Tungsten electrode is as the critical component in fields such as inert gas-shielded arc welding and plasma spray coating, melting, cutting; be widely used in industries such as machinery, shipbuilding, building, metallurgy, electric power, Aero-Space; the tungsten electrode of using is based on thorium tungsten electrode at present; account for more than 80% of entire electrode product; because thorium has naturally radioactive, its Alpha-ray half-life reaches 1.4 * 10 ¹³Year, the thoriatde-tungsten wire of production contains 1.5%ThO ₂The time, its alpha ray dosage is 1.35 * 10 ⁵Bq/Kg, therefore, thorium tungsten material causes the cumulative bad radiological hazard in long-term production and use human body and environment, being badly in need of the novel electrode material replaces, rare-earth tungsten electrode presses for research and development down at this and comes out, this class rare-earth tungsten electrode has the welding performance that compares favourably with thorium tungsten electrode under different operating modes, and begin among a small circle, to substitute thorium tungsten and used, yet thorium tungsten electrode since its to have a starting the arc easy, durable electric current is big, advantages such as long service life, although thorium wherein has cumulative radiological hazard, but there is not the more excellent industrial electrode product of combination property to replace it fully so far, therefore, thorium tungsten electrode occupies leading position always in numerous tungsten electrodes.The electrode material that research and development have the superior weldability energy still is the focus of present electrode material research.

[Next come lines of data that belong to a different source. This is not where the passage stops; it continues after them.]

//! Retry-with-backoff helper shared by every [`crate::s3::S3Store`]
//! operation.
//!
//! Policy (§4.4): up to 5 attempts total, exponential backoff with a 1s base
//! and an 8s cap, applied only when the observed error is transient.

use std::future::Future;
use std::time::Duration;

use crate::error::StoreError;

const MAX_ATTEMPTS: u32 = 5;
const BASE_DELAY: Duration = Duration::from_secs(1);
const MAX_DELAY: Duration = Duration::from_secs(8);

/// Run `op` up to [`MAX_ATTEMPTS`] times, backing off between attempts only
/// when the returned error is [`StoreError::is_transient`].
pub async fn with_retry<T, F, Fut>(mut op: F) -> Result<T, StoreError>
where
    F: FnMut() -> Fut,
    Fut: Future<Output = Result<T, StoreError>>,
{
    let mut attempt: u32 = 0;
    loop {
        attempt += 1;
        match op().await {
            Ok(value) => return Ok(value),
            Err(err) if err.is_transient() && attempt < MAX_ATTEMPTS => {
                let delay = backoff_delay(attempt);
                tracing::warn!(attempt, ?delay, error = %err, "transient object-store error, retrying");
                tokio::time::sleep(delay).await;
            }
            Err(err) => return Err(err),
        }
    }
}

fn backoff_delay(attempt: u32) -> Duration {
    let exp = BASE_DELAY.saturating_mul(1u32 << (attempt.saturating_sub(1)));
    exp.min(MAX_DELAY)
}

#[cfg(test)]
mod tests {
    use super::*;

    #[test]
    fn backoff_caps_at_max_delay() {
        assert_eq!(backoff_delay(1), Duration::from_secs(1));
        assert_eq!(backoff_delay(2), Duration::from_secs(2));
        assert_eq!(backoff_delay(3), Duration::from_secs(4));
        assert_eq!(backoff_delay(4), Duration::from_secs(8));
        assert_eq!(backoff_delay(5), Duration::from_secs(8));
    }

    #[tokio::test]
    async fn retries_transient_then_succeeds() {
        let attempts = std::sync::atomic::AtomicU32::new(0);
        let result = with_retry(|| {
            let n = attempts.fetch_add(1, std::sync::atomic::Ordering::SeqCst);
            async move {
                if n < 2 {
                    Err(StoreError::Transient {
                        message: "throttled".to_string(),
                    })
                } else {
                    Ok(42)
                }
            }
        })
        .await
        .unwrap();
        assert_eq!(result, 42);
        assert_eq!(attempts.load(std::sync::atomic::Ordering::SeqCst), 3);
    }

    #[tokio::test]
    async fn gives_up_after_max_attempts() {
        let attempts = std::sync::atomic::AtomicU32::new(0);
        let result: Result<(), StoreError> = with_retry(|| {
            attempts.fetch_add(1, std::sync::atomic::Ordering::SeqCst);
            async move {
                Err(StoreError::Transient {
                    message: "still throttled".to_string(),
                })
            }
        })
        .await;
        assert!(result.is_err());
        assert_eq!(attempts.load(std::sync::atomic::Ordering::SeqCst), MAX_ATTEMPTS);
    }

    #[tokio::test]
    async fn permanent_error_is_not_retried() {
        let attempts = std::sync::atomic::AtomicU32::new(0);
        let result: Result<(), StoreError> = with_retry(|| {
            attempts.fetch_add(1, std::sync::atomic::Ordering::SeqCst);
            async move {
                Err(StoreError::Permanent {
                    message: "access denied".to_string(),
                })
            }
        })
        .await;
        assert!(result.is_err());
        assert_eq!(attempts.load(std::sync::atomic::Ordering::SeqCst), 1);
    }
}
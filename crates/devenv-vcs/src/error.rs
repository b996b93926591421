//! Error types for jj operations.
//!
//! [`JjError`] is the single error type returned by all [`JjDriver`](crate::JjDriver)
//! methods. It uses rich enum variants so callers can match on specific failure
//! modes (timeout, non-zero exit, unparsable output) without scraping
//! stderr text, except where the spec itself calls for stderr sniffing
//! (stale-workspace detection).

use thiserror::Error;

/// Errors returned by [`JjDriver`](crate::JjDriver) operations.
#[derive(Debug, Error)]
pub enum JjError {
    /// The subprocess did not complete within its allotted timeout.
    #[error("jj {operation} timed out after {timeout_secs}s")]
    Timeout {
        /// The logical operation being attempted (e.g. `"clone"`).
        operation: String,
        /// The timeout that was exceeded.
        timeout_secs: u64,
    },

    /// The subprocess exited with a non-zero status.
    #[error("jj {operation} failed: {stderr}")]
    NonZeroExit {
        /// The logical operation being attempted.
        operation: String,
        /// Captured stderr (and, where jj interleaves it, stdout).
        stderr: String,
    },

    /// The subprocess succeeded but its output could not be parsed into the
    /// expected record shape.
    #[error("failed to parse jj {operation} output: {reason}")]
    ParseError {
        /// The logical operation being attempted.
        operation: String,
        /// Why parsing failed.
        reason: String,
    },

    /// The working copy reported "stale" and the single recovery attempt
    /// (`update-stale`, then retry) still did not resolve it.
    #[error("workspace at {path} remained stale after recovery attempt")]
    Stale {
        /// The workspace path that stayed stale.
        path: String,
    },

    /// Failed to spawn the `jj` subprocess at all (e.g. binary not found).
    #[error("failed to spawn jj: {0}")]
    Spawn(#[from] std::io::Error),
}
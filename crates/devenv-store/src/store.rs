//! The [`ObjectStore`] trait — the single abstraction boundary between
//! devenv and its cloud object store.
//!
//! This is the one place in devenv where dynamic dispatch earns its keep
//! (per the spec's design notes): a capability interface with two concrete
//! implementations, a real [`crate::s3::S3Store`] and an in-memory
//! [`crate::memory::MemoryStore`] fake that can simulate transient errors
//! for retry tests.

use std::path::Path;

use async_trait::async_trait;
use bytes::Bytes;

use crate::error::StoreError;
use crate::types::ListPage;

#[async_trait]
pub trait ObjectStore: Send + Sync {
    /// Stream `local_path`'s contents to `bucket`/`key`. Never buffers the
    /// whole file in memory.
    async fn upload_file(
        &self,
        local_path: &Path,
        bucket: &str,
        key: &str,
    ) -> Result<(), StoreError>;

    /// Upload an in-memory payload (used for the manifest JSON).
    async fn upload_bytes(&self, bucket: &str, key: &str, bytes: Bytes) -> Result<(), StoreError>;

    /// Stream `bucket`/`key`'s body in 8 MiB chunks into `local_path`,
    /// creating parent directories as needed.
    ///
    /// Returns `Ok(DownloadOutcome::Skipped)` without touching the network
    /// if `local_path` already exists and `overwrite` is false.
    async fn download_file(
        &self,
        bucket: &str,
        key: &str,
        local_path: &Path,
        overwrite: bool,
    ) -> Result<DownloadOutcome, StoreError>;

    /// Paginated enumeration of objects under `prefix`, using `/` as the
    /// delimiter so common prefixes (immediate "subdirectories") are
    /// returned alongside direct-child objects.
    async fn list(&self, bucket: &str, prefix: &str) -> Result<ListPage, StoreError>;
}

/// Whether a `download_file` call actually touched the network.
#[derive(Clone, Copy, Debug, PartialEq, Eq)]
pub enum DownloadOutcome {
    Downloaded,
    Skipped,
}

Original application patent (CN1204696A, CN1203136A) middle rare earth oxide total content is 2.0-2.2% (percentage by weight), and the preparation technology of electrode is: WO ₃With rare earth nitrate doping, behind evaporation drying, twice hydrogen reducing, incipient fusion sintering, be processed into the electrode of all size, this patent has improved the content of rare earth element, and, successfully prepared high content poly-component composite rare-earth tungsten electrode by improving the problem that critical process has solved high content poly-component composite rare-earth tungsten electrode processing and preparing difficulty.

Summary of the invention:

The objective of the invention is,, thereby improve content of rare earth, improve the welding performance of electrode, a kind of high content poly-component composite rare-earth tungsten electrode material and preparation method thereof is provided in view of rare earth is the main active that reduces the electrode work function.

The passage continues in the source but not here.